Items from a dataset:

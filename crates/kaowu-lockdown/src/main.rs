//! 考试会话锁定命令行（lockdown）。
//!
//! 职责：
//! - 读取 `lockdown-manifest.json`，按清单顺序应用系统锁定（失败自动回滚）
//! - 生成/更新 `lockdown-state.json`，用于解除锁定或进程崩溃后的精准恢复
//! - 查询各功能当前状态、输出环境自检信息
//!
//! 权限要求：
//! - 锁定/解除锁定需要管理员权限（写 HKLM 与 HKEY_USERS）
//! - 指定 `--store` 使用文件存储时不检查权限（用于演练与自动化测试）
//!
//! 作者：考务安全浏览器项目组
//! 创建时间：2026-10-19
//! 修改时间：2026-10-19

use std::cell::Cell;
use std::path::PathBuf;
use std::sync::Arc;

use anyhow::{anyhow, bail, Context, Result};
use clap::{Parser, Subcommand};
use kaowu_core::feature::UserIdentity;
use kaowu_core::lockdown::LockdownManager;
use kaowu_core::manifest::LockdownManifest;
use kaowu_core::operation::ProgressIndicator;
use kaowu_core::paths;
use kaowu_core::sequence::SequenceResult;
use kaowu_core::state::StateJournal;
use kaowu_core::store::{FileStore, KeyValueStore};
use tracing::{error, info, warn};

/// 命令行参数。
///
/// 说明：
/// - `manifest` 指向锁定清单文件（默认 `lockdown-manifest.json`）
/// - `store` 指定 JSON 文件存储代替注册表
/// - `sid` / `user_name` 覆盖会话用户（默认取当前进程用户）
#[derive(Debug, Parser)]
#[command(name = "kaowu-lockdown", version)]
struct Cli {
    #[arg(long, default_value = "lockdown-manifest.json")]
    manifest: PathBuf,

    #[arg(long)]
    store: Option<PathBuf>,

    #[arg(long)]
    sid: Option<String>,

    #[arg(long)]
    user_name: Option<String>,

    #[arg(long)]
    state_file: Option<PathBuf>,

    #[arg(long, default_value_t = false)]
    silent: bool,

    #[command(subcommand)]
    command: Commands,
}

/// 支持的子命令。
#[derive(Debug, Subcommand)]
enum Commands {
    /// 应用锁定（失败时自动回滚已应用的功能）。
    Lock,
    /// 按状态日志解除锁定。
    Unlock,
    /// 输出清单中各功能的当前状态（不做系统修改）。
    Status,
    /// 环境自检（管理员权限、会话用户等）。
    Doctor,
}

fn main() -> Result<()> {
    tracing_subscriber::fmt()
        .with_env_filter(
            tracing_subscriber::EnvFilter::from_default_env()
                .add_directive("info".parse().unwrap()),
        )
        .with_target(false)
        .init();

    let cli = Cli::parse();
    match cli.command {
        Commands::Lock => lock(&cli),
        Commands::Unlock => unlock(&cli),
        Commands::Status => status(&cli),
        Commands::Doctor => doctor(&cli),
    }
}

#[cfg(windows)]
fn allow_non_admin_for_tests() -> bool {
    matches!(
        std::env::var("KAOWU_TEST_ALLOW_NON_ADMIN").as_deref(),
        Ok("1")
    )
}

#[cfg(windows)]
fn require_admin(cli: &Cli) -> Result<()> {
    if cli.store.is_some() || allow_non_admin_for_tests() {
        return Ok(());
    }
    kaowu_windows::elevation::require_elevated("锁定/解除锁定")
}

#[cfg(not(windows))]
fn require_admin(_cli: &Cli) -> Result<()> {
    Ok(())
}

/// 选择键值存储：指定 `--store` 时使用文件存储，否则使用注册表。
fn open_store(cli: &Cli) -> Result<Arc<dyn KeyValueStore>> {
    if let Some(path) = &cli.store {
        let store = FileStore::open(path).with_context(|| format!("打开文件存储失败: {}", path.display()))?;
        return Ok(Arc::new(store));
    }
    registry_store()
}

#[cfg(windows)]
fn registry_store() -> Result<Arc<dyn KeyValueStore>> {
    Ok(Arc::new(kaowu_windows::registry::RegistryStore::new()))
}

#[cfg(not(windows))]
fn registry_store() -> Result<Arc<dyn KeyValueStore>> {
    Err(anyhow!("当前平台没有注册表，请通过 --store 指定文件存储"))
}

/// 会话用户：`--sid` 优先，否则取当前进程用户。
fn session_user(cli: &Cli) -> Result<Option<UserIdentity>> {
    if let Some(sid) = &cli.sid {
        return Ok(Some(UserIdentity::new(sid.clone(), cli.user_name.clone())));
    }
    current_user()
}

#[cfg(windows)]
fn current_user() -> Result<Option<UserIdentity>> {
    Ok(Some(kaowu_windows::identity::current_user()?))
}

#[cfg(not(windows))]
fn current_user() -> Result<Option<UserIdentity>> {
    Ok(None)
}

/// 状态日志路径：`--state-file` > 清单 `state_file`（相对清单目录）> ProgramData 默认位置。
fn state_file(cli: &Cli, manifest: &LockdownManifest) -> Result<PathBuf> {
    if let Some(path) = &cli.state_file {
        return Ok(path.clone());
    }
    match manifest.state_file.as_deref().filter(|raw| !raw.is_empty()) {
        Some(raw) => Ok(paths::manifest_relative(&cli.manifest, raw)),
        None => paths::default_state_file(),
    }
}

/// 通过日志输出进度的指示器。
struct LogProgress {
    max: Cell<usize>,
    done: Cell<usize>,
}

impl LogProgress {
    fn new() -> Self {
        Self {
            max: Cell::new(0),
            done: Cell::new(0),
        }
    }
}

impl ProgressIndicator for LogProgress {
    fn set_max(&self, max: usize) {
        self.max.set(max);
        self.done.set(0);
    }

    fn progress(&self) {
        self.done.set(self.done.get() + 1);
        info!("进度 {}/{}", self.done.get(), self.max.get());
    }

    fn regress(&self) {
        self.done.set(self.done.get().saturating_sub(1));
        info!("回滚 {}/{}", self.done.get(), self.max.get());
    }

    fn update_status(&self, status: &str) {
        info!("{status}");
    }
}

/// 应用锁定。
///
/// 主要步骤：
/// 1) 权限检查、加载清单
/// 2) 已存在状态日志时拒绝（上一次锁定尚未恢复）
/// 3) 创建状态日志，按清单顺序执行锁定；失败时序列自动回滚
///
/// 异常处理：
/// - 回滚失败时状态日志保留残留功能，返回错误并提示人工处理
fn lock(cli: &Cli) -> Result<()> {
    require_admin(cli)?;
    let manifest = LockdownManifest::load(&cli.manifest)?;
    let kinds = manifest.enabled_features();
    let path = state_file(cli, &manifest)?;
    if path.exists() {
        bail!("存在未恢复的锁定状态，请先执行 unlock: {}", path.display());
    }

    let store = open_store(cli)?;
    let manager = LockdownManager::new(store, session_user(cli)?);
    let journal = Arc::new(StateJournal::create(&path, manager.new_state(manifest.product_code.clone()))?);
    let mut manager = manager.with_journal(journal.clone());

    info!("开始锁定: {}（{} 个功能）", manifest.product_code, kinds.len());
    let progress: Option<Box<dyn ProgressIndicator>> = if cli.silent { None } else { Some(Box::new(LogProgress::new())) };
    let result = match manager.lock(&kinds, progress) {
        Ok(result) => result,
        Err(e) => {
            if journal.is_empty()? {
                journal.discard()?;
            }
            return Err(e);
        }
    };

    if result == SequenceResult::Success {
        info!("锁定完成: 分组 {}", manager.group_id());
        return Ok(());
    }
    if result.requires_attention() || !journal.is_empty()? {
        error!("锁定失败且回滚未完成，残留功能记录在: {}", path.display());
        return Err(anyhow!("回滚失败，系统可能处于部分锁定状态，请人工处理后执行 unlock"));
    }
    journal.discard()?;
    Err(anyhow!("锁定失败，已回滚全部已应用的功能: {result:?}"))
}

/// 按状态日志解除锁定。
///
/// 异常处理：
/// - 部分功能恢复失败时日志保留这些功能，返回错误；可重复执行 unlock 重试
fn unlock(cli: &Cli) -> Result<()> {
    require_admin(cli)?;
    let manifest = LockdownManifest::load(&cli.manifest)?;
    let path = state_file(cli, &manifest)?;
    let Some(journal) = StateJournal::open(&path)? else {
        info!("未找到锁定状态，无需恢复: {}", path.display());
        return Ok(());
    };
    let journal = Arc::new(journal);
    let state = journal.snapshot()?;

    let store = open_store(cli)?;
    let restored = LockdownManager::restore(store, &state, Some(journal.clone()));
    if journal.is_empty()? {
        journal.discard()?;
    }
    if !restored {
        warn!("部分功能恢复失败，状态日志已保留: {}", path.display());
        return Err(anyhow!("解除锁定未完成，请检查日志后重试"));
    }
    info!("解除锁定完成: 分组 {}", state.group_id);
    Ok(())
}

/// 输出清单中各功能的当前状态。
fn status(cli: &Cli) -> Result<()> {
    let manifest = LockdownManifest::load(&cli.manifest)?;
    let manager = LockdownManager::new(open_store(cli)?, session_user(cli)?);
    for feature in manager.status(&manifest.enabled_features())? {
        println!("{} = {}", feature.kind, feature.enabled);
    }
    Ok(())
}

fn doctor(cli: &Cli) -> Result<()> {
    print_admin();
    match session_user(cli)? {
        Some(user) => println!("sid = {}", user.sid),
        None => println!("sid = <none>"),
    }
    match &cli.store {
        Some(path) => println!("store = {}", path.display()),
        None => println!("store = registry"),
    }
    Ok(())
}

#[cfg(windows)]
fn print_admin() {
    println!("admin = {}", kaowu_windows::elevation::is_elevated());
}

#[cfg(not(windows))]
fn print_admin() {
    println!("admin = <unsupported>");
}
==
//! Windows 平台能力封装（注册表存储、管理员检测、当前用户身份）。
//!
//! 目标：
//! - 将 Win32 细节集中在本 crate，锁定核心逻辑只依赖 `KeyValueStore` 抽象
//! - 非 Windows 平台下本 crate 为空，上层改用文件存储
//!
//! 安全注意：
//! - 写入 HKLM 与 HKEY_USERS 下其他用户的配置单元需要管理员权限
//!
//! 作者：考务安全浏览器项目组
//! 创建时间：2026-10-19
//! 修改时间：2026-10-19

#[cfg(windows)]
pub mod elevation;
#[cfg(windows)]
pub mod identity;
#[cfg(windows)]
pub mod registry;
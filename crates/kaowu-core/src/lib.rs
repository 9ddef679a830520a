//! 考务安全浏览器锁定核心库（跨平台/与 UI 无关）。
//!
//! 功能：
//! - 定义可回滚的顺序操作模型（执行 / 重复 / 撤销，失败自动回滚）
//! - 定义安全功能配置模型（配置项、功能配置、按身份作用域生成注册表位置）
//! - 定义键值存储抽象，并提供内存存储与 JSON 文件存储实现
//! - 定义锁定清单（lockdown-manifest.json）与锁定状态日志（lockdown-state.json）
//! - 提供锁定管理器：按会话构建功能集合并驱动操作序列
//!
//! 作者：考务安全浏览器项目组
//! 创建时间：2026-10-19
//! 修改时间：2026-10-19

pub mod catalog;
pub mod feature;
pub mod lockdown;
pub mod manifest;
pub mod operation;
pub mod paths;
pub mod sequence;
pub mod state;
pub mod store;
...
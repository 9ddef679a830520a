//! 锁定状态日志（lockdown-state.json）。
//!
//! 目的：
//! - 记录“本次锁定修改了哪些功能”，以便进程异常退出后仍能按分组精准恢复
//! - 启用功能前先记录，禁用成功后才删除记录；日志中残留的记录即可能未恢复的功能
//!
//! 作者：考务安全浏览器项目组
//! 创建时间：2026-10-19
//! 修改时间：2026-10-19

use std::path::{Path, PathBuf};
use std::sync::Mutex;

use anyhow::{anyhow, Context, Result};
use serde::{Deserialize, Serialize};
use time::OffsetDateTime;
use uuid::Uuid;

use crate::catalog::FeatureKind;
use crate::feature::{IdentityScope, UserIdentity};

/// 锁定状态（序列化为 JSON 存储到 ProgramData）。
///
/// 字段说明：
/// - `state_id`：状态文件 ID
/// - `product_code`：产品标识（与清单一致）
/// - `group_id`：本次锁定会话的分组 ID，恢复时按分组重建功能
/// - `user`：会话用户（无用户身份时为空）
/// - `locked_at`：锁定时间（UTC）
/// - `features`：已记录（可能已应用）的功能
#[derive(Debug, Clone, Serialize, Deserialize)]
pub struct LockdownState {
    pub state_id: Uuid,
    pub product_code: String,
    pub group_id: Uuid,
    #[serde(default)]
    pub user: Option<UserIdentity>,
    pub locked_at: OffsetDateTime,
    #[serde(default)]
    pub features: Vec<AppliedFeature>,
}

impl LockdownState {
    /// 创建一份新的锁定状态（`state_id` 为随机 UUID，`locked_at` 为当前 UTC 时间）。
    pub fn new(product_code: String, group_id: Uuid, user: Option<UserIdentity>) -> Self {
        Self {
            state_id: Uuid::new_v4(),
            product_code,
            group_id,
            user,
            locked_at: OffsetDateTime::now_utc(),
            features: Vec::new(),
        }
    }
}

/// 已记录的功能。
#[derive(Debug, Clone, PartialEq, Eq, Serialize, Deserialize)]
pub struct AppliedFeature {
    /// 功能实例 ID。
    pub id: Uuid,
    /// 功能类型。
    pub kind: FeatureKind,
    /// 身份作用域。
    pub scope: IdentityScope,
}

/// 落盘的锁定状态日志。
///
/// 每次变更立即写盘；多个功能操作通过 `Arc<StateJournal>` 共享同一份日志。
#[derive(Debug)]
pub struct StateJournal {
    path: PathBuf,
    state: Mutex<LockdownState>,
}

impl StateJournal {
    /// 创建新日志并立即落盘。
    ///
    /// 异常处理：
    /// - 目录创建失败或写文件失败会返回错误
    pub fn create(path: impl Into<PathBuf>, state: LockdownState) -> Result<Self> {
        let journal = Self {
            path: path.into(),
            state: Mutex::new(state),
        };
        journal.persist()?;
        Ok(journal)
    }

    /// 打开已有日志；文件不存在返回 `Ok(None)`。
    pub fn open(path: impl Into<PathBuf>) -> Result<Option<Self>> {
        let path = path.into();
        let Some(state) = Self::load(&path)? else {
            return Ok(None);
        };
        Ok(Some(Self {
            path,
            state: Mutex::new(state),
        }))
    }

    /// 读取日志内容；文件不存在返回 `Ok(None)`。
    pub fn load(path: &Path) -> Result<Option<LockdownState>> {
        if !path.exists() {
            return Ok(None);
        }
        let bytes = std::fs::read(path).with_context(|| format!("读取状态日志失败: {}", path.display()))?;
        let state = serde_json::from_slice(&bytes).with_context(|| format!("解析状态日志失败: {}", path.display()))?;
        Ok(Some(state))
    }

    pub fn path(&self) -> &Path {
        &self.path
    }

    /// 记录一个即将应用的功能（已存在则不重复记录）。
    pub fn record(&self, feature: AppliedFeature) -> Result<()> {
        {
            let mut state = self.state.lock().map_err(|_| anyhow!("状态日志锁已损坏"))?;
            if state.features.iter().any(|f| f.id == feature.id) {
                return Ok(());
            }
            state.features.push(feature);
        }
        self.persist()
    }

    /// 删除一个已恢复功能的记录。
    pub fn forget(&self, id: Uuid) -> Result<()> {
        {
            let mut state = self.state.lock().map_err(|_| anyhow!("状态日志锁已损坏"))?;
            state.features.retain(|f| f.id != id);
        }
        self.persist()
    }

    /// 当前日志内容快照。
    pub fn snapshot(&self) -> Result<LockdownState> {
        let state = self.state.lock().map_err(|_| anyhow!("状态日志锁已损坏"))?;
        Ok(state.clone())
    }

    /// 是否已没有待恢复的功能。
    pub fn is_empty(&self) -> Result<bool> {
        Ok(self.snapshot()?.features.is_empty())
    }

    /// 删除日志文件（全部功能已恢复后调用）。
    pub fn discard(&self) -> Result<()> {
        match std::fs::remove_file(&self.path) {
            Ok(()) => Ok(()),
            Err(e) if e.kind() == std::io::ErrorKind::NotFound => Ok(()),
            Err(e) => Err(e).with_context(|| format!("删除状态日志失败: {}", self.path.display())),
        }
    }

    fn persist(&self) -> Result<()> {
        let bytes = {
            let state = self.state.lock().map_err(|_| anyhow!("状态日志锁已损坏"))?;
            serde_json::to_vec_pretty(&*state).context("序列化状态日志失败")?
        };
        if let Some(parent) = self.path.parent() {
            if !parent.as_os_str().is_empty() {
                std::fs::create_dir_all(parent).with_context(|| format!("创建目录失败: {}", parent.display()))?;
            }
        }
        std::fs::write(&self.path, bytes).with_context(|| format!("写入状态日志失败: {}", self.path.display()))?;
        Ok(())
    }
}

Problem:
Could you filter the entries above for lines holding the string "ProgressIndicator" and copy them?

Reply to the task:
use kaowu_core::operation::ProgressIndicator;
impl ProgressIndicator for LogProgress {
    let progress: Option<Box<dyn ProgressIndicator>> = if cli.silent { None } else { Some(Box::new(LogProgress::new())) };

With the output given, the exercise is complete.